All ambiguities are resolved and all reasonable inferences are drawn in favor of the non-moving party. Skubel v. Fuoroli, 113 F.3d 330, 334 (2d Cir. 1997). Furthermore, where, as here, a party seeks judgment against a pro se litigant, a court must afford the non-movant special solicitude. See Triestman v. Federal Bureau of Prisons, 470 F.3d 471, 477 (2d Cir. 2006). As the Second Circuit has stated,
[t]here are many cases in which we have said that a pro se litigant is entitled to "special solicitude," . . . that a pro se litigant's submissions must be construed "liberally, ". . . and that such submissions must be read to raise the strongest arguments that they "suggest," . . . . At the same time, our cases have also indicated that we cannot read into pro se submissions claims that are not "consistent" with the pro se litigant's allegations, . . . or arguments that the submissions themselves do not "suggest," . . . that we should not "excuse frivolous or vexatious filings by pro se litigants," . . . and that pro se status "does not exempt a party from compliance with relevant rules of procedural and substantive law.Id. (citations and footnote omitted); see also Sealed Plaintiff v. Sealed Defendant, 537 F.3d 185, 191-92 (2d Cir. 2008). Nonetheless, summary judgment is appropriate "[w]here the record taken as a whole could not lead a rational trier of fact to find for the non-moving party." Matsushita Elec. Indus. Co. v. Zenith Radio Corp., 475 U.S. 574, 587 (1986).
B. Exhaustion
The Prison Litigation Reform Act ("PLRA") requires that a prisoner exhaust any administrative remedies available to him or her before bringing an action for claims arising out of his or her incarceration. Porter v. Nussle, 534 U.S. 516, 524 (2002); see also Woodford v. Ngo, 548 U.S. 81, 82 (2006). The exhaustion requirement applies "to all inmate suits about prison life, whether they involve general circumstances or particular episodes, and whether they allege excessive force or some other wrong." Porter, 534 U.S. at 532. Further, the exhaustion requirement applies even where the prisoner seeks relief not available in the administrative grievance process, such as monetary damages. Id. at 524. To exhaust administrative remedies, the inmate must complete the full administrative review process set forth in the rules applicable to the correctional facility in which he or she is incarcerated. Jones v. Bock, 549 U.S. 199, 218 (2007) (internal citation omitted).

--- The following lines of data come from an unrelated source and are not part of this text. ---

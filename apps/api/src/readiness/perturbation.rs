//! Score perturbation — biased random offset applied to the displayed overall score only.
//!
//! delta = u × 26 − 18 for u uniform in [0, 1), so the offset spans [−18, +8) with a mean of −5.
//! Category scores are never perturbed.
//!
//! The uniform source sits behind a trait so the scorer and the randomness can be
//! tested separately. `AppState` carries an `Arc<dyn UniformSource>`.

use std::sync::Mutex;

use rand::rngs::StdRng;
use rand::{Rng, SeedableRng};

const SPAN: f64 = 26.0;
const MAX_DROP: f64 = 18.0;

/// Supplies uniform samples in [0, 1).
pub trait UniformSource: Send + Sync {
    fn sample(&self) -> f64;
}

/// Thread-local RNG. Default in production.
pub struct ThreadRngSource;

impl UniformSource for ThreadRngSource {
    fn sample(&self) -> f64 {
        rand::thread_rng().gen::<f64>()
    }
}

/// Reproducible sequence from a fixed seed.
pub struct SeededSource(Mutex<StdRng>);

impl SeededSource {
    pub fn new(seed: u64) -> Self {
        Self(Mutex::new(StdRng::seed_from_u64(seed)))
    }
}

impl UniformSource for SeededSource {
    fn sample(&self) -> f64 {
        match self.0.lock() {
            Ok(mut rng) => rng.gen::<f64>(),
            Err(poisoned) => poisoned.into_inner().gen::<f64>(),
        }
    }
}

/// Always returns the same sample, clamped into [0, 1).
#[cfg(test)]
pub struct FixedSource(pub f64);

#[cfg(test)]
impl UniformSource for FixedSource {
    fn sample(&self) -> f64 {
        self.0.clamp(0.0, 1.0 - f64::EPSILON)
    }
}

/// Applies the offset and clamps to 0–100.
pub fn perturb(base_score: u32, source: &dyn UniformSource) -> u32 {
    let delta = source.sample() * SPAN - MAX_DROP;
    (base_score as f64 + delta).round().clamp(0.0, 100.0) as u32
}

Here, there is no dispute that at all relevant times, DOCCS had in place a three-step inmate grievance program ("IGP"). N.Y. Comp. Codes R. & Regs. title 7, § 701.5 (2015). First, the inmate must file a complaint with IGP clerk within twenty-one days of the alleged action. Id. at § 701.5(a)(1). An IGP representative has sixteen calendar days to informally resolve the issue. Id. at § 701.5(b)(1). If no informal resolution occurs, the full IGP committee must hold a hearing within sixteen days of receipt of the grievance and must issue a written decision within two working days after the conclusion of the hearing. Id. §§ 701.5(b)(2)(i)-(ii). If the determination is unfavorable to the inmate, the inmate may appeal the IGRC's determination to the facility superintendent within seven calendar days of receipt of the determination. Id. § 701.5(c)(1). If the superintendent's determination is unfavorable to the inmate, the inmate may appeal to the Central Office Review Committee ("CORC") within seven days after receipt of the superintendent's determination. Id. §§ 701.5(d)(1)(i)-(ii). If a grievant does not receive a copy of the written notice of receipt within 45 days of filing an appeal, the grievant should contact the IGP supervisor in writing to confirm that the appeal was filed and transmitted to CORC. Id. at § 701.5(d)(3)(i). CORC must "review each appeal, render a decision on the grievance, and transmit its decision to the facility, with reasons stated, for the [inmate], the grievance clerk, the superintendent, and any direct parties within thirty (30) calendar days from the time the appeal was received." Id. § 701.5(d)(3)(ii). Only upon exhaustion of all three levels of review may a prisoner seek relief in federal court. Bridgeforth v. Bartlett, 686 F.Supp.2d 238, 239 (W.D.N.Y. 2010) (citing, inter alia, Porter, 534 U.S. at 524); see also Neal v. Goord, 267 F.3d 116, 121 (2d Cir. 2001), overruled on other grounds by Porter, 534 U.S. 516.
Where the grievance involves allegations of employee excessive force, as alleged by Bester, there is an expedited administrative process. See N.Y.C.R.R. title 7, § 701.8; see Torres v. Carry, 691 F.Supp.2d 366, 369-70 (S.D.N.Y. 2009). Complaints and grievances of this nature are forwarded directly to the superintendent of the facility. Bell v. Napoli, No. 9:17-CV-850 (ATB), 2018 WL 6506072, at *2 (N.D.N.Y. Dec. 11, 2018). In such cases the superintendent is required to order an investigation and render a decision within twenty-five (25) days. See N.Y.C.R.R., title 7, § 701(a)-(f). If the superintendent fails to respond within the required twenty-five (25) day time limit the inmate may appeal his grievance to the CORC. Disagreement with the superintendent's decision in the expedited review process also requires an appeal to the CORC. Id. § 701.8-(g)-(h); see also Espinal v. Goord, 588 F.3d 119, 125 (2d Cir. 2009) (explaining IGP and the expedited procedure for harassment claims and its appeal mechanism through the CORC). The Second Circuit has long recognized this procedure as an "available remedy" for purposes of the PLRA. See Hall v. County of Saratoga, No. 10-CV-1120 (NAM/CFH), 2013 WL 838284, at *1-2 (N.D.N.Y. Mar. 6, 2013).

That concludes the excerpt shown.